Segment Open

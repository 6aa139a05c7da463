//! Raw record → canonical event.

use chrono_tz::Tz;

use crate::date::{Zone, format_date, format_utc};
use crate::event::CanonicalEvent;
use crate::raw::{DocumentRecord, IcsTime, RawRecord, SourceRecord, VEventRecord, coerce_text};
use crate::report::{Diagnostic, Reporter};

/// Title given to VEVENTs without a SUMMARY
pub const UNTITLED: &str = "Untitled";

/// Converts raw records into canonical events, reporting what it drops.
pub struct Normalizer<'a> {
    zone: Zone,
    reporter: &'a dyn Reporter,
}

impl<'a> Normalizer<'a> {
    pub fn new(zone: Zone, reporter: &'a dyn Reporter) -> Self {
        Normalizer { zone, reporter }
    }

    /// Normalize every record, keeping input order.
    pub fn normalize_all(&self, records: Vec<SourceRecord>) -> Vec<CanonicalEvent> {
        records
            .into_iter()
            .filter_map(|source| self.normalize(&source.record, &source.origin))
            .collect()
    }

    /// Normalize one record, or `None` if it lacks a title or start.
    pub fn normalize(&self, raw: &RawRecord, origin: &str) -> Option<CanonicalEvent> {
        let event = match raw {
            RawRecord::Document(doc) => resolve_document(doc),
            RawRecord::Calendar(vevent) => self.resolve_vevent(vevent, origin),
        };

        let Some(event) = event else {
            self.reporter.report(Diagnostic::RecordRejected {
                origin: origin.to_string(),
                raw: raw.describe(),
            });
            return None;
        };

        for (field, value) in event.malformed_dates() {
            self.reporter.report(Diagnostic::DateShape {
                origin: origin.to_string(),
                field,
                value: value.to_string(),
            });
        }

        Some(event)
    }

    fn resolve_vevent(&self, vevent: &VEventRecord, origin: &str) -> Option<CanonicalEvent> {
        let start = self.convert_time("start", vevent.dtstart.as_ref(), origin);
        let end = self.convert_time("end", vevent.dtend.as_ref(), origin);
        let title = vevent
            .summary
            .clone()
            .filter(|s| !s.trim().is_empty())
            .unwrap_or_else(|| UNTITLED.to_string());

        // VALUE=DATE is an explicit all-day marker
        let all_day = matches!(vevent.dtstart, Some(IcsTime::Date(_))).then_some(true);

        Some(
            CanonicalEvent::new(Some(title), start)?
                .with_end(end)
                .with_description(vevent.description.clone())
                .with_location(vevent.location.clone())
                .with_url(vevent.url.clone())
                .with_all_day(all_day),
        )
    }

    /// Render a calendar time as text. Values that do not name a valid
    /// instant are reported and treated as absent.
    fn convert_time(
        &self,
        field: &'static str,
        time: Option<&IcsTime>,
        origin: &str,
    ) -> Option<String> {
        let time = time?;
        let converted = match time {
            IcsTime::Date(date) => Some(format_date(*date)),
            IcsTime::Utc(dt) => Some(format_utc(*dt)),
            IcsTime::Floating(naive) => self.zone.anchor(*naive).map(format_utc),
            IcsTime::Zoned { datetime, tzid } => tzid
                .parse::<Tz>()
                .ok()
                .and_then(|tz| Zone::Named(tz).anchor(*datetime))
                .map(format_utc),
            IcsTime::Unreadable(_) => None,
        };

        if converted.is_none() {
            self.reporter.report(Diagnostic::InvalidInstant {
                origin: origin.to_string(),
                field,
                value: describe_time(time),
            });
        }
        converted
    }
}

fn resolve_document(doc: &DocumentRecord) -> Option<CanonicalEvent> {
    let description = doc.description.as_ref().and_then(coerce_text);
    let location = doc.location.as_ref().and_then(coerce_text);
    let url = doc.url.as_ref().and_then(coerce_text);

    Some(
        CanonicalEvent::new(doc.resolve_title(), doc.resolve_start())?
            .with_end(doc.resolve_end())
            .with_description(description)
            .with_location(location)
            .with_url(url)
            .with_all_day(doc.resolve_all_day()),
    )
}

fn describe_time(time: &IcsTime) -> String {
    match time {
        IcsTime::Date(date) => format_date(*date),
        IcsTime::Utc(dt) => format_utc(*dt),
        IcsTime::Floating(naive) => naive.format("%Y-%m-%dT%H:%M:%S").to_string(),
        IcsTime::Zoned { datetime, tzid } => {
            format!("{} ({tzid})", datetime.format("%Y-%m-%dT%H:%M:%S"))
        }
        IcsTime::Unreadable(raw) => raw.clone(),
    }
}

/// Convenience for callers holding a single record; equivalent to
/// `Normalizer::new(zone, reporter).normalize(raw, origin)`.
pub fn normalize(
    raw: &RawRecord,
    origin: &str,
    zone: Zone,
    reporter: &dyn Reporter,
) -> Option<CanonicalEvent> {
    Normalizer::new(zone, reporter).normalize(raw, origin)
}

Segment Closed
Segment Open

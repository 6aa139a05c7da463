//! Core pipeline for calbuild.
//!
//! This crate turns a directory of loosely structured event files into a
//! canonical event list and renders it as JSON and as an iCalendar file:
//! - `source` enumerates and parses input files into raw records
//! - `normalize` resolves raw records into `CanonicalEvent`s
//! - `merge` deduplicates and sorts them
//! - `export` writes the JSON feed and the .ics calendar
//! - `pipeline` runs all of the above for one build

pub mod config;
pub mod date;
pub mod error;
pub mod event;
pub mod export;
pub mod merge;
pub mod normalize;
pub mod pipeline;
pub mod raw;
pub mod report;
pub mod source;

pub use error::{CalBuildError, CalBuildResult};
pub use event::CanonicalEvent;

Segment Closed

● What the exercise asks
For the string "description", go line by line through the material and copy every line that has it.

● Output of the task
                .with_description(vevent.description.clone())
    let description = doc.description.as_ref().and_then(coerce_text);
            .with_description(description)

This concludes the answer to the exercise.